¿Por qué la mayoría de los calentadores de baño dejan de funcionar? (Y cómo logramos arreglar el nuestro)
Seamos honestos: los baños son un verdadero infierno para los dispositivos electrónicos. Entre el vapor denso y las salpicaduras constantes provenientes de la ducha, los elementos calefactores terminan dañándose. La mayoría de los calentadores simplemente dejan de funcionar: se oxidan o sufren cortocircuitos, y de repente uno está temblando en una habitación fría.
Nos cansamos de ver eso, así que reparamos nuestros calentadores infrarrojos para que pudieran resistir ese entorno hostil.
Lidiando con el vapor
¿Saben cómo se empaña el espejo en cuanto se enciende el agua caliente? Lo mismo ocurre dentro del calentador. El vapor de agua se acumula en las partes frías, creando un “puente” que permite que la electricidad fluya allí donde no debería. Es entonces cuando los componentes comienzan a dañarse.

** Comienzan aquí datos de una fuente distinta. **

#[cfg(test)]
mod tests {
    use super::*;
    use crate::actor::{ActorBehavior, ActorContext, ActorCore};
    use actorsync_shared::transport::MemoryConnection;
    use serde_json::json;

    struct Drifter;

    impl ActorBehavior for Drifter {
        fn on_update(&mut self, actor: &mut ActorCore, _ctx: &mut ActorContext<'_>) -> anyhow::Result<()> {
            actor.advance();
            Ok(())
        }
    }

    #[derive(Default)]
    struct Recorder {
        connected: Vec<SessionId>,
        disconnected: Vec<SessionId>,
        messages: Vec<Value>,
    }

    impl GameHandler for Recorder {
        fn on_init(&mut self, game: &mut GameState) -> anyhow::Result<()> {
            game.registry.register_class("drifter", || Box::new(Drifter));
            Ok(())
        }

        fn on_connect(&mut self, session: SessionId, _game: &mut GameState) {
            self.connected.push(session);
        }

        fn on_message(&mut self, _session: SessionId, msg: Value, _game: &mut GameState) -> anyhow::Result<()> {
            anyhow::ensure!(msg.get("bad").is_none(), "bad message");
            self.messages.push(msg);
            Ok(())
        }

        fn on_disconnect(&mut self, session: SessionId, _game: &mut GameState) {
            self.disconnected.push(session);
        }
    }

    fn server(max_clients: usize) -> GameServer<Recorder> {
        let cfg = EngineConfig {
            max_clients,
            ..Default::default()
        };
        let mut server = GameServer::new(cfg, Recorder::default()).unwrap();
        server.start(0).unwrap();
        server
    }

    #[test]
    fn invalid_config_is_rejected_up_front() {
        let cfg = EngineConfig {
            tick_interval_ms: 0,
            ..Default::default()
        };
        assert!(matches!(
            GameServer::new(cfg, ()),
            Err(ConfigError::Zero("tick_interval_ms"))
        ));
    }

    #[test]
    fn accept_sends_game_start_immediately() {
        let mut server = server(4);
        server.state_mut().fields.set("round", json!(1));
        let conn = MemoryConnection::new();
        let sid = server.accept(conn.boxed()).unwrap();
        assert_eq!(sid, SessionId(1));
        assert_eq!(conn.frames(), vec!["1,1,50,{round:1}".to_string()]);
        assert_eq!(server.handler().connected, vec![sid]);
    }

    #[test]
    fn full_server_closes_the_connection() {
        let mut server = server(1);
        server.accept(MemoryConnection::new().boxed()).unwrap();
        let extra = MemoryConnection::new();
        assert!(matches!(
            server.accept(extra.boxed()),
            Err(SessionError::Full { max: 1 })
        ));
        assert!(extra.is_closed());
        assert!(extra.frames().is_empty());
        assert_eq!(server.state().client_count(), 1);
    }

    #[test]
    fn failed_game_start_reports_the_transport_error() {
        let mut server = server(4);
        let conn = MemoryConnection::new();
        conn.fail_sends(true);
        assert!(matches!(
            server.accept(conn.boxed()),
            Err(SessionError::Transport(_))
        ));
        assert_eq!(server.state().client_count(), 0);
        assert!(server.handler().connected.is_empty());
    }

    #[test]
    fn stats_serialize_as_json() {
        let mut server = server(4);
        server.accept(MemoryConnection::new().boxed()).unwrap();
        server.tick(50);
        let stats = serde_json::to_value(server.stats()).unwrap();
        assert_eq!(stats["steps"], json!(2));
        assert_eq!(stats["clients"], json!(1));
        assert!(stats["bytes_sent"].as_u64().unwrap() > 0);
    }

    #[test]
    fn rejected_message_disconnects_only_that_session() {
        let mut server = server(4);
        let a = MemoryConnection::new();
        let b = MemoryConnection::new();
        let sa = server.accept(a.boxed()).unwrap();
        let sb = server.accept(b.boxed()).unwrap();

        server.handle_frame(sa, "{up:true}").unwrap();
        assert!(server.handle_frame(sb, "{bad:1}").is_err());
        assert!(b.is_closed());
        assert!(!a.is_closed());
        assert_eq!(server.handler().messages, vec![json!({"up": true})]);
        assert_eq!(server.handler().disconnected, vec![sb]);

        server.disconnect(sb);
        assert_eq!(server.handler().disconnected, vec![sb]);
    }

    #[test]
    fn failed_send_drops_the_session_at_flush() {
        let mut server = server(4);
        let conn = MemoryConnection::new();
        let sid = server.accept(conn.boxed()).unwrap();
        server
            .state_mut()
            .registry
            .create("drifter", json!(null))
            .unwrap();
        conn.fail_sends(true);
        server.tick(0);
        assert_eq!(server.state().client_count(), 0);
        assert_eq!(server.handler().disconnected, vec![sid]);
    }

    #[test]
    fn shutdown_destroys_actors_then_announces() {
        let mut server = server(4);
        let conn = MemoryConnection::new();
        server.accept(conn.boxed()).unwrap();
        server
            .state_mut()
            .registry
            .create("drifter", json!(null))
            .unwrap();
        server.tick(0);
        conn.take_frames();

        server.shutdown();
        assert_eq!(
            conn.take_frames(),
            vec!["8,[1,0.0,0.0]".to_string(), "3".to_string()]
        );
        assert_eq!(server.state().registry.actor_count(), 0);
        assert_eq!(server.tick(1000), 0);

        server.shutdown();
        assert!(conn.frames().is_empty());
        server.close_all();
        assert!(conn.is_closed());
    }
}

Para evitarlo, sellamos la carcasa del calentador y aplicamos un revestimiento especial antivaho en los reflectores. De esta manera, las gotas de agua simplemente se deslizan y no bloquean el paso del calor. Una vez que la lámpara se calienta, toda la humedad desaparece, sin dejar esos residuos minerales desagradables.
Impidiendo que entre agua
Que entre agua es el principal problema. Simplemente.

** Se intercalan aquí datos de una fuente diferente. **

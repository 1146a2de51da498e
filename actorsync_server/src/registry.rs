//! Actor registry.
//!
//! Owns every actor, hands out ids, runs the per-step update pass and removes
//! destroyed actors at the end of the step. Actors are kept in id order so
//! every pass visits them in creation order.

use std::collections::{BTreeMap, BTreeSet, HashMap};

use actorsync_shared::{
    clock::Millis,
    protocol::{ActorId, ClassId, SessionId},
};
use serde_json::Value;
use thiserror::Error;
use tracing::{debug, warn};

use crate::actor::{
    ActorBehavior, ActorContext, ActorCore, ActorEntry, ActorPhase, BehaviorFactory, SpawnRequest,
};

#[derive(Debug, Error)]
pub enum ActorError {
    #[error("unknown actor class {0}")]
    UnknownClass(ClassId),
    #[error("creating {class} actor failed: {reason}")]
    CreateFailed { class: ClassId, reason: String },
}

#[derive(Default)]
pub struct ActorRegistry {
    next_id: u64,
    classes: HashMap<ClassId, BehaviorFactory>,
    actors: BTreeMap<ActorId, ActorEntry>,
    alive: usize,
}

impl ActorRegistry {
    pub fn new() -> Self {
        Self::default()
    }

    /// Registers the behavior factory for a class.
    pub fn register_class<F>(&mut self, class: impl Into<ClassId>, factory: F)
    where
        F: Fn() -> Box<dyn ActorBehavior> + 'static,
    {
        let class = class.into();
        if self.classes.insert(class.clone(), Box::new(factory)).is_some() {
            warn!(class = %class, "Actor class registered twice, replacing");
        }
    }

    pub fn has_class(&self, class: &ClassId) -> bool {
        self.classes.contains_key(class)
    }

    /// Creates an actor. It is announced with CREATE on the next reconcile.
    pub fn create(&mut self, class: impl Into<ClassId>, payload: Value) -> Result<ActorId, ActorError> {
        let class = class.into();
        let factory = self
            .classes
            .get(&class)
            .ok_or_else(|| ActorError::UnknownClass(class.clone()))?;

        self.next_id += 1;
        let id = ActorId(self.next_id);
        let mut core = ActorCore::new(id, class.clone());
        let mut behavior = factory();
        behavior
            .on_create(&mut core, &payload)
            .map_err(|e| ActorError::CreateFailed {
                class: class.clone(),
                reason: format!("{e:#}"),
            })?;

        self.actors.insert(
            id,
            ActorEntry {
                core,
                behavior,
                phase: ActorPhase::Created,
            },
        );
        self.alive += 1;
        debug!(actor = %id, class = %class, "Actor created");
        Ok(id)
    }

    /// Destroys an actor. Returns false for unknown or already destroyed ids.
    pub fn destroy(&mut self, id: ActorId) -> bool {
        match self.actors.get_mut(&id) {
            Some(entry) => {
                let retired = entry.retire();
                if retired {
                    self.alive -= 1;
                    debug!(actor = %id, "Actor destroyed");
                }
                retired
            }
            None => {
                debug!(actor = %id, "Destroy for unknown actor ignored");
                false
            }
        }
    }

    /// Destroys every live actor.
    pub fn destroy_all(&mut self) -> usize {
        let mut n = 0;
        for entry in self.actors.values_mut() {
            if entry.retire() {
                n += 1;
            }
        }
        self.alive -= n;
        n
    }

    /// Replaces the set of sessions an actor is sent to. Empty means all.
    pub fn set_visibility(
        &mut self,
        id: ActorId,
        sessions: impl IntoIterator<Item = SessionId>,
    ) -> bool {
        match self.actors.get_mut(&id) {
            Some(entry) if entry.phase != ActorPhase::Destroying => {
                entry.core.set_visible_to(sessions.into_iter().collect::<BTreeSet<_>>());
                true
            }
            _ => {
                debug!(actor = %id, "Visibility change for unknown actor ignored");
                false
            }
        }
    }

    pub fn get(&self, id: ActorId) -> Option<&ActorCore> {
        self.actors.get(&id).map(|e| &e.core)
    }

    pub fn get_mut(&mut self, id: ActorId) -> Option<&mut ActorCore> {
        self.actors.get_mut(&id).map(|e| &mut e.core)
    }

    pub fn contains(&self, id: ActorId) -> bool {
        self.actors.contains_key(&id)
    }

    pub fn phase(&self, id: ActorId) -> Option<ActorPhase> {
        self.actors.get(&id).map(|e| e.phase)
    }

    /// Ids of actors that are not being destroyed.
    pub fn ids(&self) -> impl Iterator<Item = ActorId> + '_ {
        self.actors
            .iter()
            .filter(|(_, e)| e.phase != ActorPhase::Destroying)
            .map(|(id, _)| *id)
    }

    /// Live actors of one class.
    pub fn actors_of<'a>(&'a self, class: &'a str) -> impl Iterator<Item = &'a ActorCore> + 'a {
        self.actors
            .values()
            .filter(move |e| e.phase != ActorPhase::Destroying && e.core.class().as_str() == class)
            .map(|e| &e.core)
    }

    /// Number of live actors across all classes.
    pub fn actor_count(&self) -> usize {
        self.alive
    }

    /// Runs `on_update` for every live actor, then creates spawned actors.
    pub fn update_all(&mut self, now_ms: Millis) {
        let mut spawns: Vec<SpawnRequest> = Vec::new();
        let mut retired = 0;

        for entry in self.actors.values_mut() {
            if entry.phase == ActorPhase::Destroying {
                continue;
            }
            let mut ctx = ActorContext::new(now_ms, &mut spawns);
            if let Err(e) = entry.behavior.on_update(&mut entry.core, &mut ctx) {
                warn!(actor = %entry.core.id(), class = %entry.core.class(), error = %e, "Actor update failed, destroying");
                entry.core.destroy();
            }
            if !entry.core.is_alive() && entry.retire() {
                retired += 1;
            }
        }
        self.alive -= retired;

        for req in spawns {
            if let Err(e) = self.create(req.class, req.payload) {
                warn!(error = %e, "Spawn request failed");
            }
        }
    }

    /// Removes actors destroyed during this step.
    pub fn sweep(&mut self) {
        self.actors.retain(|_, e| e.phase != ActorPhase::Destroying);
        self.alive = self.actors.len();
    }

    pub(crate) fn entries_mut(&mut self) -> impl Iterator<Item = &mut ActorEntry> {
        self.actors.values_mut()
    }

    /// Accounts for entries retired outside the registry (serialization errors).
    pub(crate) fn note_retired(&mut self, n: usize) {
        self.alive -= n;
    }
}

#[cfg(test)]
mod tests {
    use super::*;
    use serde_json::json;

    struct Mover;

    impl ActorBehavior for Mover {
        fn on_create(&mut self, actor: &mut ActorCore, payload: &Value) -> anyhow::Result<()> {
            actor.mx = payload["mx"].as_f64().unwrap_or(0.0);
            Ok(())
        }

        fn on_update(&mut self, actor: &mut ActorCore, _ctx: &mut ActorContext<'_>) -> anyhow::Result<()> {
            actor.advance();
            if actor.x >= 3.0 {
                actor.destroy();
            }
            Ok(())
        }
    }

    struct Broken;

    impl ActorBehavior for Broken {
        fn on_update(&mut self, _actor: &mut ActorCore, _ctx: &mut ActorContext<'_>) -> anyhow::Result<()> {
            anyhow::bail!("boom")
        }
    }

    struct Spawner;

    impl ActorBehavior for Spawner {
        fn on_update(&mut self, _actor: &mut ActorCore, ctx: &mut ActorContext<'_>) -> anyhow::Result<()> {
            ctx.spawn("mover", json!({"mx": 1.0}));
            Ok(())
        }
    }

    fn registry() -> ActorRegistry {
        let mut reg = ActorRegistry::new();
        reg.register_class("mover", || Box::new(Mover));
        reg.register_class("broken", || Box::new(Broken));
        reg.register_class("spawner", || Box::new(Spawner));
        reg
    }

    #[test]
    fn ids_are_monotonic_and_never_reused() {
        let mut reg = registry();
        let a = reg.create("mover", json!({})).unwrap();
        let b = reg.create("mover", json!({})).unwrap();
        reg.destroy(a);
        reg.sweep();
        let c = reg.create("mover", json!({})).unwrap();
        assert!(a < b && b < c);
    }

    #[test]
    fn unknown_class_consumes_no_id() {
        let mut reg = registry();
        assert!(matches!(
            reg.create("ghost", json!(null)),
            Err(ActorError::UnknownClass(_))
        ));
        assert_eq!(reg.create("mover", json!({})).unwrap(), ActorId(1));
    }

    #[test]
    fn self_destruct_during_update_is_swept_at_end_of_step() {
        let mut reg = registry();
        let id = reg.create("mover", json!({"mx": 1.5})).unwrap();
        reg.update_all(0);
        assert_eq!(reg.phase(id), Some(ActorPhase::Created));
        reg.update_all(50);
        assert_eq!(reg.phase(id), Some(ActorPhase::Destroying));
        assert_eq!(reg.actor_count(), 0);
        reg.sweep();
        assert!(!reg.contains(id));
    }

    #[test]
    fn destroy_is_idempotent() {
        let mut reg = registry();
        let id = reg.create("mover", json!({})).unwrap();
        assert!(reg.destroy(id));
        assert!(!reg.destroy(id));
        assert_eq!(reg.actor_count(), 0);
        assert!(!reg.destroy(ActorId(99)));
    }

    #[test]
    fn failing_update_destroys_only_that_actor() {
        let mut reg = registry();
        let bad = reg.create("broken", json!({})).unwrap();
        let good = reg.create("mover", json!({})).unwrap();
        reg.update_all(0);
        assert_eq!(reg.phase(bad), Some(ActorPhase::Destroying));
        assert_eq!(reg.phase(good), Some(ActorPhase::Created));
        assert_eq!(reg.actor_count(), 1);
    }

    #[test]
    fn spawns_are_created_after_the_pass() {
        let mut reg = registry();
        reg.create("spawner", json!({})).unwrap();
        reg.update_all(0);
        assert_eq!(reg.actor_count(), 2);
        assert_eq!(reg.actors_of("mover").count(), 1);
    }

    #[test]
    fn visibility_of_unknown_actor_is_ignored() {
        let mut reg = registry();
        assert!(!reg.set_visibility(ActorId(5), [SessionId(1)]));
    }
}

Utilizamos juntas resistentes y sellos reforzados para mantener los componentes internos secos. Así, incluso si accidentalmente se salpica el aparato mientras uno se lava las manos o toma una ducha, el circuito sigue estando seguro. También movimos los cables lejos de las partes más calientes del calentador. ¿Por qué? Porque el calor extremo hace que el aislamiento de los cables se vuelva frágil con el tiempo. Al alejarlos, el aparato dura más tiempo.
El equilibrio perfecto
Aquí está la parte complicada: si se sella el calentador demasiado bien, este no puede “respirar” y se sobrecalientará.

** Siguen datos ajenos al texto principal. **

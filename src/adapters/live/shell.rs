//! Live shell executor using `std::process::Command`.
//!
//! The command runs in its own process group so that a timeout can take
//! down everything the shell started, not just the shell. Output streams
//! are drained on helper threads into capped buffers.

use std::io::{self, Read};
use std::process::{Child, Command, ExitStatus, Stdio};
use std::sync::mpsc::{self, Receiver, RecvTimeoutError, Sender};
use std::thread;
use std::time::{Duration, Instant};

use crate::config::GatewayConfig;
use crate::ports::shell::{ShellExecutor, ShellOutput, ShellRequest, TIMEOUT_EXIT_CODE};

const POLL_INTERVAL: Duration = Duration::from_millis(10);
const READ_CHUNK: usize = 8 * 1024;

/// Live shell executor that runs commands via the configured shell.
pub struct LiveShellExecutor {
    program: String,
    args: Vec<String>,
    max_output_bytes: usize,
    kill_grace: Duration,
}

impl LiveShellExecutor {
    /// Creates an executor that runs `program args... <command>`.
    #[must_use]
    pub fn new(
        program: impl Into<String>,
        args: Vec<String>,
        max_output_bytes: usize,
        kill_grace: Duration,
    ) -> Self {
        Self { program: program.into(), args, max_output_bytes, kill_grace }
    }

    /// Creates an executor from the shell settings of `config`.
    #[must_use]
    pub fn from_config(config: &GatewayConfig) -> Self {
        Self::new(
            config.shell.clone(),
            config.shell_args.clone(),
            config.max_output_bytes,
            config.kill_grace(),
        )
    }

    /// Politely stops the process group, then forcibly kills whatever is left.
    fn terminate(&self, child: &mut Child) -> io::Result<ExitStatus> {
        #[cfg(unix)]
        {
            use nix::sys::signal::Signal;

            signal_group(child.id(), Signal::SIGTERM);
            let exited = wait_until(child, Instant::now() + self.kill_grace)?;
            signal_group(child.id(), Signal::SIGKILL);
            match exited {
                Some(status) => Ok(status),
                None => child.wait(),
            }
        }
        #[cfg(not(unix))]
        {
            let _ = self.kill_grace;
            let _ = child.kill();
            child.wait()
        }
    }

    /// Gathers both captured streams. Pipes still held open at the deadline
    /// by background processes get their process group killed.
    fn collect(
        &self,
        rx: &Receiver<(Stream, Captured)>,
        mut pending: usize,
        deadline: Instant,
        leader: u32,
        output: &mut ShellOutput,
    ) {
        let mut killed = output.timed_out;
        while pending > 0 {
            let wait = if killed {
                self.kill_grace
            } else {
                deadline.saturating_duration_since(Instant::now())
            };
            match rx.recv_timeout(wait) {
                Ok((stream, captured)) => {
                    pending -= 1;
                    output.truncated |= captured.truncated;
                    let text = String::from_utf8_lossy(&captured.bytes).into_owned();
                    match stream {
                        Stream::Stdout => output.stdout = text,
                        Stream::Stderr => output.stderr = text,
                    }
                }
                Err(RecvTimeoutError::Timeout) if !killed => {
                    tracing::warn!(leader, "output still open at the deadline, killing process group");
                    #[cfg(unix)]
                    signal_group(leader, nix::sys::signal::Signal::SIGKILL);
                    killed = true;
                }
                Err(_) => {
                    tracing::warn!(pending, "abandoning output held open by an escaped process");
                    break;
                }
            }
        }
    }
}

impl ShellExecutor for LiveShellExecutor {
    fn run(&self, request: &ShellRequest<'_>) -> io::Result<ShellOutput> {
        let deadline = Instant::now() + request.timeout;

        let mut command = Command::new(&self.program);
        command
            .args(&self.args)
            .arg(request.command)
            .current_dir(request.working_dir)
            .stdin(Stdio::null());
        if request.capture_output {
            command.stdout(Stdio::piped()).stderr(Stdio::piped());
        } else {
            command.stdout(Stdio::null()).stderr(Stdio::null());
        }
        #[cfg(unix)]
        {
            use std::os::unix::process::CommandExt;
            command.process_group(0);
        }

        tracing::info!(
            shell = %self.program,
            cwd = %request.working_dir.display(),
            timeout_secs = request.timeout.as_secs(),
            "spawning command"
        );
        let mut child = command.spawn()?;

        let (tx, rx) = mpsc::channel();
        let mut pending = 0;
        if let Some(stdout) = child.stdout.take() {
            spawn_capture(stdout, Stream::Stdout, self.max_output_bytes, tx.clone())?;
            pending += 1;
        }
        if let Some(stderr) = child.stderr.take() {
            spawn_capture(stderr, Stream::Stderr, self.max_output_bytes, tx.clone())?;
            pending += 1;
        }
        drop(tx);

        let mut output = ShellOutput::default();
        match wait_until(&mut child, deadline)? {
            Some(status) => output.exit_code = exit_code(status),
            None => {
                tracing::warn!(pid = child.id(), "command timed out, terminating");
                self.terminate(&mut child)?;
                output.timed_out = true;
                output.exit_code = TIMEOUT_EXIT_CODE;
            }
        }

        self.collect(&rx, pending, deadline, child.id(), &mut output);
        if output.truncated {
            tracing::warn!(cap = self.max_output_bytes, "command output truncated");
        }
        tracing::debug!(exit_code = output.exit_code, timed_out = output.timed_out, "command finished");
        Ok(output)
    }
}

#[derive(Debug, Clone, Copy)]
enum Stream {
    Stdout,
    Stderr,
}

struct Captured {
    bytes: Vec<u8>,
    truncated: bool,
}

/// Reads `source` to EOF, keeping at most `cap` bytes. Reading continues
/// past the cap so the writer never blocks on a full pipe.
fn capture(mut source: impl Read, cap: usize) -> Captured {
    let mut bytes = Vec::new();
    let mut truncated = false;
    let mut chunk = [0u8; READ_CHUNK];
    loop {
        match source.read(&mut chunk) {
            Ok(0) => break,
            Ok(n) => {
                let room = cap.saturating_sub(bytes.len());
                if n > room {
                    truncated = true;
                }
                bytes.extend_from_slice(&chunk[..n.min(room)]);
            }
            Err(e) if e.kind() == io::ErrorKind::Interrupted => {}
            Err(e) => {
                tracing::warn!("stopped reading command output: {e}");
                break;
            }
        }
    }
    Captured { bytes, truncated }
}

fn spawn_capture<R>(
    source: R,
    stream: Stream,
    cap: usize,
    tx: Sender<(Stream, Captured)>,
) -> io::Result<()>
where
    R: Read + Send + 'static,
{
    thread::Builder::new().name(format!("filegate-{stream:?}").to_lowercase()).spawn(
        move || {
            let captured = capture(source, cap);
            let _ = tx.send((stream, captured));
        },
    )?;
    Ok(())
}

fn wait_until(child: &mut Child, deadline: Instant) -> io::Result<Option<ExitStatus>> {
    loop {
        if let Some(status) = child.try_wait()? {
            return Ok(Some(status));
        }
        let now = Instant::now();
        if now >= deadline {
            return Ok(None);
        }
        thread::sleep(POLL_INTERVAL.min(deadline - now));
    }
}

fn exit_code(status: ExitStatus) -> i32 {
    if let Some(code) = status.code() {
        return code;
    }
    #[cfg(unix)]
    {
        use std::os::unix::process::ExitStatusExt;
        if let Some(signal) = status.signal() {
            return 128 + signal;
        }
    }
    TIMEOUT_EXIT_CODE
}

#[cfg(unix)]
fn signal_group(leader: u32, signal: nix::sys::signal::Signal) {
    use nix::errno::Errno;
    use nix::sys::signal::killpg;
    use nix::unistd::Pid;

    let Ok(pgid) = i32::try_from(leader) else {
        return;
    };
    match killpg(Pid::from_raw(pgid), signal) {
        Ok(()) | Err(Errno::ESRCH) => {}
        Err(e) => tracing::warn!(pgid, ?signal, "failed to signal process group: {e}"),
    }
}

#[cfg(all(test, unix))]
mod tests {
    use std::path::Path;

    use super::*;

    fn shell() -> LiveShellExecutor {
        LiveShellExecutor::new("/bin/sh", vec!["-c".into()], 1024 * 1024, Duration::from_millis(200))
    }

    fn request(command: &str) -> ShellRequest<'_> {
        ShellRequest {
            command,
            working_dir: Path::new("/"),
            timeout: Duration::from_secs(10),
            capture_output: true,
        }
    }

    #[test]
    fn runs_echo_command() {
        let result = shell().run(&request("echo hello")).unwrap();

        assert_eq!(result.exit_code, 0);
        assert_eq!(result.stdout.trim(), "hello");
        assert!(result.stderr.is_empty());
        assert!(!result.timed_out);
    }

    #[test]
    fn captures_exit_code() {
        let result = shell().run(&request("exit 42")).unwrap();

        assert_eq!(result.exit_code, 42);
    }

    #[test]
    fn separates_stdout_and_stderr() {
        let result = shell().run(&request("echo out; echo err >&2")).unwrap();

        assert_eq!(result.stdout, "out\n");
        assert_eq!(result.stderr, "err\n");
    }

    #[test]
    fn runs_in_requested_directory() {
        let dir = std::env::temp_dir().canonicalize().unwrap();
        let req = ShellRequest { working_dir: &dir, ..request("pwd") };
        let result = shell().run(&req).unwrap();

        assert_eq!(Path::new(result.stdout.trim()).canonicalize().unwrap(), dir);
    }

    #[test]
    fn discards_output_when_capture_is_off() {
        let req = ShellRequest { capture_output: false, ..request("echo noisy; exit 3") };
        let result = shell().run(&req).unwrap();

        assert!(result.stdout.is_empty());
        assert!(result.stderr.is_empty());
        assert_eq!(result.exit_code, 3);
    }

    #[test]
    fn signal_deaths_map_above_128() {
        let result = shell().run(&request("kill -9 $$")).unwrap();

        assert_eq!(result.exit_code, 137);
    }

    #[test]
    fn timeout_kills_and_reports_sentinel() {
        let req = ShellRequest { timeout: Duration::from_secs(1), ..request("sleep 5") };
        let started = Instant::now();
        let result = shell().run(&req).unwrap();

        assert!(result.timed_out);
        assert_eq!(result.exit_code, TIMEOUT_EXIT_CODE);
        assert!(started.elapsed() < Duration::from_secs(3));
    }

    #[test]
    fn output_beyond_cap_is_truncated() {
        let small = LiveShellExecutor::new("/bin/sh", vec!["-c".into()], 1000, Duration::from_millis(200));
        let result = small.run(&request("i=0; while [ $i -lt 500 ]; do echo 0123456789; i=$((i+1)); done")).unwrap();

        assert_eq!(result.stdout.len(), 1000);
        assert!(result.truncated);
        assert_eq!(result.exit_code, 0);
    }

    #[test]
    fn background_holder_of_pipes_is_reaped_at_deadline() {
        let req = ShellRequest {
            timeout: Duration::from_secs(1),
            ..request("sleep 30 & echo started")
        };
        let started = Instant::now();
        let result = shell().run(&req).unwrap();

        assert!(!result.timed_out);
        assert_eq!(result.exit_code, 0);
        assert_eq!(result.stdout, "started\n");
        assert!(started.elapsed() < Duration::from_secs(3));
    }
}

Tuvimos que encontrar un equilibrio. Diseñamos un sistema de ventilación que permite que el aire circule y mantenga los componentes frescos, pero al mismo tiempo evita que entre agua. Recuerden dejar algo de espacio entre el aparato y el techo. Necesita ese espacio para poder “respirar” y así funcionar correctamente.
En realidad, todo se reduce a los detalles: las juntas, la tensión superficial, la disposición de los componentes. Queríamos un calentador que no solo funcionara durante un invierno, sino que también mantuviera el calor durante años, sin deteriorarse.